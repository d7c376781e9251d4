use parking_lot::RwLock;
use std::fmt;
use std::sync::Arc;

use super::Pos;
use super::types::Type;
use super::value::Value;

/// A parsed SDL file.
#[derive(Debug, Clone, Default)]
pub struct File {
    /// Logical name (usually the path) used in diagnostics.
    pub name: String,
    /// Import declarations in source order.
    pub imports: Vec<ImportDecl>,
    /// Top-level declarations in source order.
    pub decls: Vec<Decl>,
}

/// Top-level declaration.
#[derive(Debug, Clone)]
pub enum Decl {
    /// `enum Name { A, B }`
    Enum(Arc<EnumDecl>),
    /// `[native] component Name { ... }`
    Component(Arc<ComponentDecl>),
    /// `system Name { ... }`
    System(Arc<SystemDecl>),
}

impl Decl {
    /// Declared name.
    pub fn name(&self) -> &str {
        match self {
            Decl::Enum(decl) => &decl.name,
            Decl::Component(decl) => &decl.name,
            Decl::System(decl) => &decl.name,
        }
    }

    /// Declaration position.
    pub fn pos(&self) -> Pos {
        match self {
            Decl::Enum(decl) => decl.pos,
            Decl::Component(decl) => decl.pos,
            Decl::System(decl) => decl.pos,
        }
    }
}

/// `import A, B as C from "path";`
#[derive(Debug, Clone, PartialEq)]
pub struct ImportDecl {
    /// Path, relative to the importing file.
    pub path: String,
    /// Imported names.
    pub items: Vec<ImportItem>,
    /// Position of the `import` keyword.
    pub pos: Pos,
}

/// One imported name with its optional local alias.
#[derive(Debug, Clone, PartialEq)]
pub struct ImportItem {
    /// Name in the imported file.
    pub name: String,
    /// Local alias.
    pub alias: Option<String>,
}

impl ImportItem {
    /// Name the symbol is bound under locally.
    pub fn local_name(&self) -> &str {
        self.alias.as_deref().unwrap_or(&self.name)
    }
}

/// Enum declaration.
#[derive(Debug, Clone, PartialEq)]
pub struct EnumDecl {
    /// Enum name.
    pub name: String,
    /// Variant names in order.
    pub variants: Vec<String>,
    /// Declaration position.
    pub pos: Pos,
}

/// Component declaration.
#[derive(Debug, Clone)]
pub struct ComponentDecl {
    /// Component type name.
    pub name: String,
    /// Whether methods are provided by a registered native implementation.
    pub is_native: bool,
    /// Parameters in declaration order.
    pub params: Vec<ParamDecl>,
    /// Dependencies in declaration order.
    pub uses: Vec<UsesDecl>,
    /// Methods in declaration order.
    pub methods: Vec<MethodDecl>,
    /// Declaration position.
    pub pos: Pos,
}

impl ComponentDecl {
    /// Look up a parameter by name.
    pub fn param(&self, name: &str) -> Option<&ParamDecl> {
        self.params.iter().find(|p| p.name == name)
    }

    /// Look up a dependency by name.
    pub fn dependency(&self, name: &str) -> Option<&UsesDecl> {
        self.uses.iter().find(|u| u.name == name)
    }

    /// Look up a method by name.
    pub fn method(&self, name: &str) -> Option<&MethodDecl> {
        self.methods.iter().find(|m| m.name == name)
    }
}

/// `param Name [: Type] [= default];`
#[derive(Debug, Clone)]
pub struct ParamDecl {
    /// Parameter name.
    pub name: String,
    /// Declared type.
    pub ty: Option<TypeDecl>,
    /// Default value expression.
    pub default: Option<Expr>,
    /// Declaration position.
    pub pos: Pos,
}

/// `uses name: Component;`
#[derive(Debug, Clone, PartialEq)]
pub struct UsesDecl {
    /// Dependency name.
    pub name: String,
    /// Required component type name.
    pub component: String,
    /// Declaration position.
    pub pos: Pos,
}

/// Method declaration.
#[derive(Debug, Clone)]
pub struct MethodDecl {
    /// Method name.
    pub name: String,
    /// Positional parameters.
    pub params: Vec<MethodParam>,
    /// Declared return type.
    pub returns: Option<TypeDecl>,
    /// Body; `None` for native signatures.
    pub body: Option<Vec<Stmt>>,
    /// Declaration position.
    pub pos: Pos,
}

/// One method parameter.
#[derive(Debug, Clone, PartialEq)]
pub struct MethodParam {
    /// Parameter name.
    pub name: String,
    /// Declared type.
    pub ty: TypeDecl,
}

/// `system Name { ... }`
#[derive(Debug, Clone)]
pub struct SystemDecl {
    /// System name.
    pub name: String,
    /// Body items, evaluated in order.
    pub items: Vec<SystemItem>,
    /// Declaration position.
    pub pos: Pos,
}

impl SystemDecl {
    /// Analyze blocks in declaration order.
    pub fn analyses(&self) -> impl Iterator<Item = &AnalyzeDecl> {
        self.items.iter().filter_map(|item| match item {
            SystemItem::Analyze(analyze) => Some(analyze),
            _ => None,
        })
    }
}

/// Items allowed inside a system body.
#[derive(Debug, Clone)]
pub enum SystemItem {
    /// Component instantiation.
    Instance(InstanceDecl),
    /// System-level binding.
    Let {
        /// Bound name.
        name: String,
        /// Bound expression.
        value: Expr,
        /// Statement position.
        pos: Pos,
    },
    /// Analysis target with expectations.
    Analyze(AnalyzeDecl),
}

/// `instance name: Type = { Param = expr; ... };`
#[derive(Debug, Clone)]
pub struct InstanceDecl {
    /// Instance name.
    pub name: String,
    /// Component type name.
    pub component: String,
    /// Parameter and dependency overrides.
    pub overrides: Vec<Override>,
    /// Declaration position.
    pub pos: Pos,
}

/// One `name = expr` override.
#[derive(Debug, Clone)]
pub struct Override {
    /// Target parameter or dependency.
    pub name: String,
    /// Assigned expression.
    pub value: Expr,
    /// Override position.
    pub pos: Pos,
}

/// `analyze name = target expect { ... };`
#[derive(Debug, Clone)]
pub struct AnalyzeDecl {
    /// Analysis name.
    pub name: String,
    /// Target expression (normally a method call).
    pub target: Expr,
    /// Attached expectations.
    pub expectations: Vec<ExpectClause>,
    /// Declaration position.
    pub pos: Pos,
}

/// `[name.]metric op threshold`
#[derive(Debug, Clone)]
pub struct ExpectClause {
    /// Optional analysis-name qualifier.
    pub subject: Option<String>,
    /// Metric name as written.
    pub metric: String,
    /// Comparison operator.
    pub op: BinaryOp,
    /// Threshold expression.
    pub threshold: Expr,
    /// Clause position.
    pub pos: Pos,
}

impl fmt::Display for ExpectClause {
    fn fmt(&self, f: &mut fmt::Formatter<'_>) -> fmt::Result {
        if let Some(subject) = &self.subject {
            write!(f, "{subject}.")?;
        }
        write!(f, "{} {} {}", self.metric, self.op, self.threshold)
    }
}

/// Surface type annotation: `Name` or `Name[Arg, ...]`.
#[derive(Debug, Clone, PartialEq)]
pub struct TypeDecl {
    /// Type constructor name.
    pub name: String,
    /// Type arguments.
    pub args: Vec<TypeDecl>,
    /// Annotation position.
    pub pos: Pos,
}

impl fmt::Display for TypeDecl {
    fn fmt(&self, f: &mut fmt::Formatter<'_>) -> fmt::Result {
        write!(f, "{}", self.name)?;
        if !self.args.is_empty() {
            write!(f, "[")?;
            for (i, arg) in self.args.iter().enumerate() {
                if i > 0 {
                    write!(f, ", ")?;
                }
                write!(f, "{arg}")?;
            }
            write!(f, "]")?;
        }
        Ok(())
    }
}

/// Interior slot filled by type inference.
#[derive(Debug, Default)]
pub struct TypeSlot(RwLock<Option<Type>>);

impl TypeSlot {
    /// Current inferred type.
    pub fn get(&self) -> Option<Type> {
        self.0.read().clone()
    }

    /// Record an inferred type.
    pub fn set(&self, ty: Type) {
        *self.0.write() = Some(ty);
    }
}

impl Clone for TypeSlot {
    fn clone(&self) -> Self {
        Self(RwLock::new(self.get()))
    }
}

/// Expression node.
#[derive(Debug, Clone)]
pub struct Expr {
    /// Expression shape.
    pub kind: ExprKind,
    /// Source position.
    pub pos: Pos,
    /// Annotation supplied by the surrounding declaration, if any.
    pub declared_type: Option<TypeDecl>,
    /// Type recorded by inference.
    pub inferred_type: TypeSlot,
}

impl Expr {
    /// Build an unannotated expression.
    pub fn new(kind: ExprKind, pos: Pos) -> Self {
        Self {
            kind,
            pos,
            declared_type: None,
            inferred_type: TypeSlot::default(),
        }
    }

    /// Attach a declared type.
    pub fn with_declared_type(mut self, ty: Option<TypeDecl>) -> Self {
        self.declared_type = ty;
        self
    }
}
==*==
▸ DIRECTIONS FOR THIS TASK
Within the data above, how many lines include "AnalyzeDecl"? The number alone is the answer.

▸ SOLUTION
3